ASSIGNED TASK
Would you go through the records below and copy each line with the string "presenter"?

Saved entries
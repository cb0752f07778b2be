pub mod booking;
pub mod clock;
pub mod models;
pub mod presenter;
pub mod report;
pub mod session;

pub use booking::{LeadTimeRule, RejectionReason, ReservationBook};
pub use clock::{Clock, FixedClock, SystemClock};
pub use models::*;
pub use presenter::{ReservationRow, parse_filter_date};
pub use report::{REPORT_FILE_NAME, REPORT_MIME_TYPE, generate_report};
pub use session::{Layout, ReservationSession, SessionConfig, ViewMode};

SOLUTION FOR THIS TASK
pub mod presenter;
pub use presenter::{ReservationRow, parse_filter_date};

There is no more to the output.